QB6: Jake Haener (Fresno State)
Weight: 207 pounds
DOB: 3-10-1999 (24 years old)
Good Stat: Only 18 INTs in 1,237 dropbacks
Bad Stat: 33 career turnover-worthy plays
Jake Haener is another prospect that helped himself out during the pre-draft process. His podium time at the NFL Combine was mesmerizing, and he did a phenomenal job of explaining what he is good at, what he wants to improve, and how he sees himself going forward.
Haener has had an interesting journey thus far. He started his college career as a highly-touted recruit for the Washington Huskies, but following his freshman season in 2018, he decided to look at other opportunities to start elsewhere. Haener landed with the Fresno State Bulldogs.
With Fresno State, Haener put his name in the record books. David Carr, Derek Carr, and Trent Dilfer all had varying degrees of success in the NFL, and those are the names that Haener finds himself in the company of. His 2021 season in particular, as he eclipsed the 4,000-yard mark and tossed 33 touchdowns.
A mid-season injury derailed Haener’s final season in Fresno, but this didn’t stop the NFL from wanting a closer look. His time at the Senior Bowl and the NFL Combine make Haener a viable day-two option for teams. He won the Senior Bowl MVP, proving his talent translates against stiffer competition.
The strong points of Haener’s game include his ample arm talent, an unmatched leadership trait, and overall confidence in himself. His lack of size hurts the projection, as does his advanced age, but do not be surprised if we look up in a few years and Haener is a QB1 somewhere in the league.
NFL Draft Grade: Late Day Two
QB5: Hendon Hooker (Tennessee)
Weight: 217 pounds
DOB: 1-13-1998 (25 years old)
Good Stat: 58 TDs; 5 INTs in 2 seasons w TENN
Bad Stat: Coming off torn ACL
Hendon Hooker began his collegiate career at Virginia Tech, where he was more of a runner than a passer. His time with the Hokies helped Hooker develop a superb rushing ability, but it also set up his biggest red flag.
After venturing out and entering his name in the transfer portal, Hooker decided to move on from VaTech and become a Tennessee Volunteer in 2021. New head coach Josh Heupel arrived at the same time, helping convince Hooker into taking his talents to Knoxville.
The Heupel-Hooker duo unraveled a whole new side of the quarterback. He completed 68.1 percent of his passes and threw 31 touchdowns, compared to 22 in two seasons with Virginia Tech. In 2022, it got even better for Hooker and his entire team.
The Volunteers were one of the best in the country this past season. The reason for this is due to Hooker’s spectacular play behind center. He was arguably the Heisman front-runner before disaster struck. Hooker tore his ACL in a late-season matchup vs. South Carolina.

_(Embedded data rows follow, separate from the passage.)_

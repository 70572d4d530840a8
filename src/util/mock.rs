use std::cell::RefCell;
use std::cmp::min;
use std::collections::VecDeque;
use std::io::{Error, ErrorKind, Read, Write};
use std::rc::Rc;

/// An in-memory stream standing in for a socket. Reads hand out the input fragments one read at a time.
pub struct MockStream {
    input: VecDeque<Vec<u8>>,
    /// Whether reads block once the input runs out, instead of reporting the peer closed the connection.
    pub would_block_when_empty: bool,
    /// Everything written to the stream.
    pub output: Rc<RefCell<Vec<u8>>>,
    /// Number of bytes writes accept before blocking. None accepts everything.
    pub write_capacity: Option<usize>,
}

impl MockStream {
    pub fn from_strs(input: Vec<&str>) -> MockStream {
        MockStream::from_bytes(input.into_iter().map(str::as_bytes).collect())
    }

    pub fn from_bytes(input: Vec<&[u8]>) -> MockStream {
        MockStream {
            input: input.into_iter().map(<[u8]>::to_vec).collect(),
            would_block_when_empty: false,
            output: Rc::new(RefCell::new(vec![])),
            write_capacity: None,
        }
    }

    /// Makes reads block when the input runs out, like an open socket with nothing to read.
    pub fn blocking(mut self) -> MockStream {
        self.would_block_when_empty = true;
        self
    }

    /// Adds more input, as if the peer sent it.
    pub fn push(&mut self, data: &str) {
        self.input.push_back(data.as_bytes().to_vec());
    }
}

impl Read for MockStream {
    fn read(&mut self, buf: &mut [u8]) -> std::io::Result<usize> {
        let next = match self.input.front_mut() {
            Some(next) => next,
            None if self.would_block_when_empty => return Err(Error::from(ErrorKind::WouldBlock)),
            None => return Ok(0),
        };

        let amount = min(buf.len(), next.len());
        buf[..amount].copy_from_slice(&next[..amount]);
        next.drain(..amount);

        if next.is_empty() {
            self.input.pop_front();
        }

        Ok(amount)
    }
}

impl Write for MockStream {
    fn write(&mut self, buf: &[u8]) -> std::io::Result<usize> {
        let amount = match self.write_capacity {
            Some(0) => return Err(Error::from(ErrorKind::WouldBlock)),
            Some(capacity) => min(capacity, buf.len()),
            None => buf.len(),
        };
        if let Some(capacity) = self.write_capacity.as_mut() {
            *capacity -= amount;
        }
        self.output.borrow_mut().extend_from_slice(&buf[..amount]);
        Ok(amount)
    }

    fn flush(&mut self) -> std::io::Result<()> {
        Ok(())
    }
}

#[cfg(test)]
mod tests {
    use std::io::{ErrorKind, Read, Write};

    use crate::util::mock::MockStream;

    fn test_read(reader: &mut impl Read, expected: &str, buf_size: usize) {
        let mut buf = vec![0u8; buf_size];
        let len = reader.read(&mut buf).unwrap();
        assert_eq!(expected, String::from_utf8_lossy(&buf[..len]));
    }

    #[test]
    fn reads_fragments() {
        let mut stream = MockStream::from_strs(vec!["hello", "world"]);

        test_read(&mut stream, "hel", 3);
        test_read(&mut stream, "lo", 10);
        test_read(&mut stream, "world", 10);
        test_read(&mut stream, "", 10);
    }

    #[test]
    fn blocks_when_empty() {
        let mut stream = MockStream::from_strs(vec!["a"]).blocking();

        test_read(&mut stream, "a", 10);
        let err = stream.read(&mut [0u8; 10]).unwrap_err();
        assert_eq!(ErrorKind::WouldBlock, err.kind());

        stream.push("b");
        test_read(&mut stream, "b", 10);
    }

    #[test]
    fn write_capacity() {
        let mut stream = MockStream::from_strs(vec![]);
        stream.write_capacity = Some(3);

        assert_eq!(3, stream.write(b"hello").unwrap());
        assert_eq!(ErrorKind::WouldBlock, stream.write(b"lo").unwrap_err().kind());
        assert_eq!(b"hel".to_vec(), *stream.output.borrow());
    }
}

This injury brought his college career to a screeching halt. In two seasons as the starting signal-caller for Heupel and Co., Hooker threw for more than 6,000 yards, 58 touchdowns, and only was intercepted FIVE times in 796 dropbacks.
So, with numbers like these, why is Hooker not ranked higher? The timing of his injury was unfortunate because Hooker is unable to work out for teams before the draft. His age is also a concern, as Hooker will turn 26 at the end of his rookie season. For a prospect that may not be available in 2023, that will be a deal-breaker for some front offices.
On the field, Hooker lacks the proper feel in the pocket. He is too hesitant to get the ball out and doesn’t sense pressure well as he reads through the progressions. Furthermore, Hooker can make plays on the run but fails to do it as much as you’d expect for a player with his traits.
On the bright side, Hooker is as accurate as any quarterback in this class. His ball placement is special, and there are several instances on tape where Hooker throws a receiver open. Sure, the Heupel system is a cheat code in college, but the star quarterback is why it worked so well.
For teams looking to draft Hooker, he has all the tools to be a starting quarterback. It is a roll of the dice banking on him recovering from the torn ACL, but this isn’t 1995 anymore, and ACL injuries are not the death nail they used to be.
My reason for having Hooker as a day two grade is his lack of availability as a rookie and overall age. He needs some real development in the pocket, and the only way to truly get there is to practice, practice, practice. It is a gamble in the top 50, but Hooker should go somewhere in that range.